GIVEN RECORDS:
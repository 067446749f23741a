use thiserror::Error;

/// Failures on the signaling channel to the relay server.
///
/// `Closed` covers both a clean close frame and EOF; the session layer
/// treats every transport failure the same way, as a forced disconnect.
#[derive(Debug, Error)]
pub enum SignalingError {
    #[error("failed to encode signaling frame: {0}")]
    Encode(#[source] serde_json::Error),

    #[error("failed to decode signaling frame: {0}")]
    Decode(#[source] serde_json::Error),

    #[error("signaling channel closed")]
    Closed,

    #[error("signaling transport error: {0}")]
    Io(String),

    #[error("unsupported signaling frame: {0}")]
    Unsupported(String),
}

/// Failures inside the media session.
///
/// `Acquisition` is recoverable: the chat continues text-only. The other
/// variants surface as a terminal transition, equivalent to a partner
/// disconnect.
#[derive(Debug, Error)]
pub enum MediaError {
    #[error("media capture unavailable: {0}")]
    Acquisition(String),

    #[error("webrtc negotiation failed: {0}")]
    Negotiation(#[from] webrtc::Error),

    #[error("local description missing after negotiation step")]
    MissingLocalDescription,
}

/// Invalid ICE server configuration supplied by the embedder.
#[derive(Debug, Error)]
pub enum ConfigError {
    #[error("ICE server URL cannot be empty")]
    EmptyUrl,

    #[error("TURN server {0} requires username and credential")]
    MissingTurnCredentials(String),
}

#[derive(Debug, Error)]
pub enum SessionError {
    #[error(transparent)]
    Signaling(#[from] SignalingError),

    #[error(transparent)]
    Media(#[from] MediaError),

    #[error(transparent)]
    Config(#[from] ConfigError),
}
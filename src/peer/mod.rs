pub mod connection;
pub mod ice;
pub mod media;

pub use connection::{MediaEvent, MediaSession};
pub use media::{DeniedMedia, MediaSource, NoMedia, StaticTracks};
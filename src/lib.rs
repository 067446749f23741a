//! Client core for an anonymous, randomly-paired text and video chat.
//!
//! A relay server matches two waiting strangers and forwards their
//! signaling and chat payloads; this crate drives everything on the
//! client side of that contract: the session state machine, the WebRTC
//! offer/answer/ICE exchange, chat text, typing indicators and the UI
//! state projection.

pub mod client;
pub mod config;
pub mod error;
pub mod peer;
pub mod presence;
pub mod session;
pub mod signaling;
mod utils;

pub use client::{ChatClient, ChatHandle};
pub use config::{IceServerConfig, SessionConfig};
pub use error::{ConfigError, MediaError, SessionError, SignalingError};
pub use peer::{MediaEvent, MediaSession, MediaSource, NoMedia, StaticTracks};
pub use presence::{Controls, PresenceView, TranscriptLine};
pub use session::{ChatSession, SessionState, UiEvent, UserAction};
pub use signaling::{
    ClientEvent, IceCandidate, PeerId, ServerEvent, SignalEnvelope, SignalPayload,
    SignalingTransport, WsSignaling,
};
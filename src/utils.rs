use rand::Rng;

/// Session-scoped random identifier (8 bytes, hex encoded).
pub fn random_id() -> String {
    hex::encode(rand::rng().random::<[u8; 8]>())
}

#[cfg(test)]
mod tests {
    use super::*;

    #[test]
    fn random_ids_are_hex_and_unique() {
        let a = random_id();
        let b = random_id();
        assert_eq!(a.len(), 16);
        assert!(a.chars().all(|c| c.is_ascii_hexdigit()));
        assert_ne!(a, b);
    }
}
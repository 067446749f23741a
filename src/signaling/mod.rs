//! Typed signaling channel to the relay server.
//!
//! The relay matches two waiting clients and forwards every payload
//! between exactly those two. The wire format is one JSON object per
//! frame, `{"event": <name>, "data": <payload>}`, with the relay's
//! event names.

pub mod events;
pub mod transport;
pub mod ws;

pub use events::{
    decode, encode, ChatPayload, ClientEvent, IceCandidate, PeerId, ServerEvent, SignalEnvelope,
    SignalPayload,
};
pub use transport::{memory_pair, MemoryRelay, MemoryTransport, SignalingTransport};
pub use ws::WsSignaling;
use crate::config::SessionConfig;
use crate::peer::{MediaEvent, MediaSession, MediaSource};
use crate::signaling::{ClientEvent, PeerId, ServerEvent, SignalPayload};
use std::sync::atomic::{AtomicU64, Ordering};
use std::sync::Arc;
use tokio::sync::mpsc;
use tracing::{debug, error, warn};

/// Display text sent with the `typing` event; the partner renders it
/// verbatim.
pub const TYPING_NOTICE: &str = "Stranger is typing...";

const NEGOTIATION_FAILED_NOTICE: &str = "Connection failed. Chat ended.";
const TRANSPORT_LOST_NOTICE: &str = "Connection to the server was lost.";

/// Session lifecycle. Exactly one per client, mutated only by
/// [`ChatSession`]'s transition handling.
#[derive(Debug, Clone, Copy, PartialEq, Eq, Default)]
pub enum SessionState {
    #[default]
    Idle,
    Searching,
    Paired,
    Ended,
}

/// User input as it reaches the state machine.
#[derive(Debug, Clone, PartialEq, Eq)]
pub enum UserAction {
    Start,
    Stop,
    ConfirmStop,
    InputChanged(String),
    InputBlurred,
    Submit(String),
}

/// Render instructions for the embedding UI. Chat lines are transient:
/// emitted once, never retained here.
#[derive(Debug, Clone, PartialEq, Eq)]
pub enum UiEvent {
    OnlineCount(u64),
    StateChanged(SessionState),
    SystemMessage(String),
    ChatLine { from_self: bool, text: String },
    PartnerTyping(String),
    PartnerTypingCleared,
    /// Show the really-stop affordance in place of the stop control.
    ConfirmStop,
    InputCleared,
    RemoteMediaActive,
}

/// The orchestrator: owns the session state, the single media session
/// and the typing flag. Every inbound event is validated against the
/// current state; events that do not belong there are logged and
/// dropped, never queued.
pub struct ChatSession {
    local_id: PeerId,
    config: SessionConfig,
    state: SessionState,
    media: Option<MediaSession>,
    /// Current pairing generation; bumped on every entry to Searching or
    /// Paired and on every session end, which gates out late callbacks
    /// from pairings that no longer exist.
    generation: Arc<AtomicU64>,
    partner: Option<PeerId>,
    already_typing: bool,
    source: Arc<dyn MediaSource>,
    outbound: mpsc::UnboundedSender<ClientEvent>,
    ui: mpsc::UnboundedSender<UiEvent>,
    media_events: mpsc::UnboundedSender<MediaEvent>,
}

impl ChatSession {
    pub fn new(
        config: SessionConfig,
        source: Arc<dyn MediaSource>,
        outbound: mpsc::UnboundedSender<ClientEvent>,
        ui: mpsc::UnboundedSender<UiEvent>,
        media_events: mpsc::UnboundedSender<MediaEvent>,
    ) -> Self {
        Self {
            local_id: PeerId::random(),
            config,
            state: SessionState::Idle,
            media: None,
            generation: Arc::new(AtomicU64::new(0)),
            partner: None,
            already_typing: false,
            source,
            outbound,
            ui,
            media_events,
        }
    }

    pub fn local_id(&self) -> &PeerId {
        &self.local_id
    }

    pub fn state(&self) -> SessionState {
        self.state
    }

    pub fn media(&self) -> Option<&MediaSession> {
        self.media.as_ref()
    }

    /// Partner id learned from forwarded signal envelopes, if any.
    pub fn partner(&self) -> Option<&PeerId> {
        self.partner.as_ref()
    }

    pub fn media_active(&self) -> bool {
        self.media.is_some()
    }

    pub async fn handle_action(&mut self, action: UserAction) {
        match action {
            UserAction::Start => self.start_chat(),
            UserAction::Stop => self.request_stop(),
            UserAction::ConfirmStop => self.confirm_stop(),
            UserAction::InputChanged(text) => self.input_changed(&text),
            UserAction::InputBlurred => self.input_blurred(),
            UserAction::Submit(text) => self.submit_message(&text),
        }
    }

    /// Start clicked. A no-op while already Searching or Paired, so at
    /// most one `start` request is ever outstanding.
    pub fn start_chat(&mut self) {
        match self.state {
            SessionState::Idle | SessionState::Ended => {
                self.generation.fetch_add(1, Ordering::SeqCst);
                self.state = SessionState::Searching;
                self.partner = None;
                self.already_typing = false;
                self.send(ClientEvent::Start(self.local_id.clone()));
                self.emit(UiEvent::StateChanged(SessionState::Searching));
            }
            SessionState::Searching | SessionState::Paired => {
                debug!("start ignored in {:?}", self.state);
            }
        }
        self.check_invariant();
    }

    /// Stop clicked: show the confirm affordance, no transition yet.
    pub fn request_stop(&mut self) {
        if self.state == SessionState::Paired {
            self.emit(UiEvent::ConfirmStop);
        } else {
            debug!("stop ignored in {:?}", self.state);
        }
    }

    /// Really-stop clicked: the relay decides the outcome and answers
    /// with a terminal event.
    pub fn confirm_stop(&mut self) {
        if self.state == SessionState::Paired {
            self.send(ClientEvent::Stop);
        } else {
            debug!("stop confirmation ignored in {:?}", self.state);
        }
    }

    /// Typing indicator edge detection: one `typing` per empty-to-nonempty
    /// streak, one `doneTyping` on the way back to empty.
    pub fn input_changed(&mut self, text: &str) {
        if self.state != SessionState::Paired {
            return;
        }
        if text.is_empty() {
            if self.already_typing {
                self.send(ClientEvent::DoneTyping);
                self.already_typing = false;
            }
        } else if !self.already_typing {
            self.send(ClientEvent::Typing(TYPING_NOTICE.to_string()));
            self.already_typing = true;
        }
    }

    pub fn input_blurred(&mut self) {
        if self.state == SessionState::Paired && self.already_typing {
            self.send(ClientEvent::DoneTyping);
            self.already_typing = false;
        }
    }

    /// Sends one chat message. Whitespace-only input is ignored; the
    /// input empties on submit, so `doneTyping` precedes the message.
    pub fn submit_message(&mut self, text: &str) {
        if self.state != SessionState::Paired {
            debug!("message ignored in {:?}", self.state);
            return;
        }
        if !text.chars().any(|c| !c.is_whitespace()) {
            return;
        }
        self.send(ClientEvent::DoneTyping);
        self.already_typing = false;
        self.send(ClientEvent::NewMessageToServer(text.to_string()));
        self.emit(UiEvent::InputCleared);
    }

    pub async fn handle_server_event(&mut self, event: ServerEvent) {
        match event {
            // Presence is state-independent.
            ServerEvent::NumberOfOnline(count) => self.emit(UiEvent::OnlineCount(count)),

            ServerEvent::Searching(msg) => {
                if self.state == SessionState::Searching {
                    self.emit(UiEvent::SystemMessage(msg));
                } else {
                    debug!("searching notice ignored in {:?}", self.state);
                }
            }

            ServerEvent::ChatStart(msg) => {
                if self.state == SessionState::Searching {
                    self.emit(UiEvent::SystemMessage(msg));
                    self.enter_paired().await;
                } else {
                    debug!("chatStart ignored in {:?}", self.state);
                }
            }

            ServerEvent::Signal(envelope) => {
                if self.state != SessionState::Paired {
                    debug!("discarding signal outside an active pairing");
                } else {
                    if let Some(sender) = envelope.sender {
                        if sender != self.local_id {
                            if let Some(media) = &self.media {
                                media.set_target(sender.clone());
                            }
                            self.partner = Some(sender);
                        }
                    }
                    let outcome = match &self.media {
                        Some(media) => match envelope.signal {
                            SignalPayload::IceCandidate(candidate) => {
                                media.add_remote_candidate(candidate).await;
                                Ok(())
                            }
                            payload => media.apply_remote_description(payload).await,
                        },
                        None => Ok(()),
                    };
                    if let Err(e) = outcome {
                        warn!("negotiation failed: {e}");
                        self.end_session(NEGOTIATION_FAILED_NOTICE.to_string()).await;
                    }
                }
            }

            ServerEvent::NewMessageToClient(payload) => {
                if self.state == SessionState::Paired {
                    self.emit(UiEvent::ChatLine {
                        from_self: payload.id == self.local_id,
                        text: payload.msg,
                    });
                } else {
                    debug!("chat message ignored in {:?}", self.state);
                }
            }

            ServerEvent::StrangerIsTyping(msg) => {
                if self.state == SessionState::Paired {
                    self.emit(UiEvent::PartnerTyping(msg));
                }
            }

            ServerEvent::StrangerIsDoneTyping => {
                if self.state == SessionState::Paired {
                    self.emit(UiEvent::PartnerTypingCleared);
                }
            }

            ServerEvent::GoodBye(msg)
            | ServerEvent::StrangerDisconnected(msg)
            | ServerEvent::EndChat(msg) => {
                if self.state == SessionState::Paired {
                    self.end_session(msg).await;
                } else {
                    debug!("terminal notice ignored in {:?}", self.state);
                }
            }
        }
        self.check_invariant();
    }

    pub async fn handle_media_event(&mut self, event: MediaEvent) {
        let current = self.media.as_ref().map(MediaSession::generation);
        match event {
            MediaEvent::RemoteTrackStarted { generation } => {
                if self.state == SessionState::Paired && current == Some(generation) {
                    self.emit(UiEvent::RemoteMediaActive);
                }
            }
            MediaEvent::ConnectionLost { generation } => {
                if self.state == SessionState::Paired && current == Some(generation) {
                    warn!("peer connection lost");
                    self.end_session(NEGOTIATION_FAILED_NOTICE.to_string()).await;
                }
            }
        }
        self.check_invariant();
    }

    /// Transport failure: forced end regardless of server confirmation.
    pub async fn transport_lost(&mut self) {
        warn!("signaling transport lost");
        match self.state {
            SessionState::Searching | SessionState::Paired => {
                self.end_session(TRANSPORT_LOST_NOTICE.to_string()).await;
            }
            SessionState::Idle | SessionState::Ended => {}
        }
        self.check_invariant();
    }

    async fn enter_paired(&mut self) {
        let generation = self.generation.fetch_add(1, Ordering::SeqCst) + 1;
        // At most one live media session; a leftover here would mean a
        // broken transition somewhere else.
        if let Some(stale) = self.media.take() {
            error!("tearing down leftover media session");
            stale.teardown().await;
        }
        match MediaSession::connect(
            &self.config.ice_servers,
            self.source.as_ref(),
            self.config.initiator,
            self.local_id.clone(), // relay routes within the pairing; updated once a sender is learned
            generation,
            self.generation.clone(),
            self.outbound.clone(),
            self.media_events.clone(),
        )
        .await
        {
            Ok(media) => {
                self.state = SessionState::Paired;
                self.media = Some(media);
                self.emit(UiEvent::StateChanged(SessionState::Paired));
                if self.config.initiator {
                    let offered = match &self.media {
                        Some(media) => media.create_offer().await,
                        None => Ok(()),
                    };
                    if let Err(e) = offered {
                        warn!("failed to open negotiation: {e}");
                        self.end_session(NEGOTIATION_FAILED_NOTICE.to_string()).await;
                    }
                }
            }
            Err(e) => {
                error!("failed to create media session: {e}");
                self.state = SessionState::Ended;
                self.emit(UiEvent::SystemMessage(NEGOTIATION_FAILED_NOTICE.to_string()));
                self.emit(UiEvent::StateChanged(SessionState::Ended));
            }
        }
    }

    /// Terminal transition: one explanatory message, media torn down,
    /// UI reset, start control restored.
    async fn end_session(&mut self, notice: String) {
        self.generation.fetch_add(1, Ordering::SeqCst);
        if let Some(media) = self.media.take() {
            media.teardown().await;
        }
        self.state = SessionState::Ended;
        self.partner = None;
        self.already_typing = false;
        self.emit(UiEvent::PartnerTypingCleared);
        self.emit(UiEvent::InputCleared);
        self.emit(UiEvent::SystemMessage(notice));
        self.emit(UiEvent::StateChanged(SessionState::Ended));
    }

    fn send(&self, event: ClientEvent) {
        if self.outbound.send(event).is_err() {
            debug!("outbound channel closed");
        }
    }

    fn emit(&self, event: UiEvent) {
        if self.ui.send(event).is_err() {
            debug!("ui channel closed");
        }
    }

    fn check_invariant(&self) {
        debug_assert_eq!(
            self.media.is_some(),
            self.state == SessionState::Paired,
            "media session must exist exactly while Paired"
        );
    }
}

EXERCISE: Scan the material above and determine how many lines include the word "SignalPayload"; report only the number.

OUTPUT OF THE EXERCISE: 4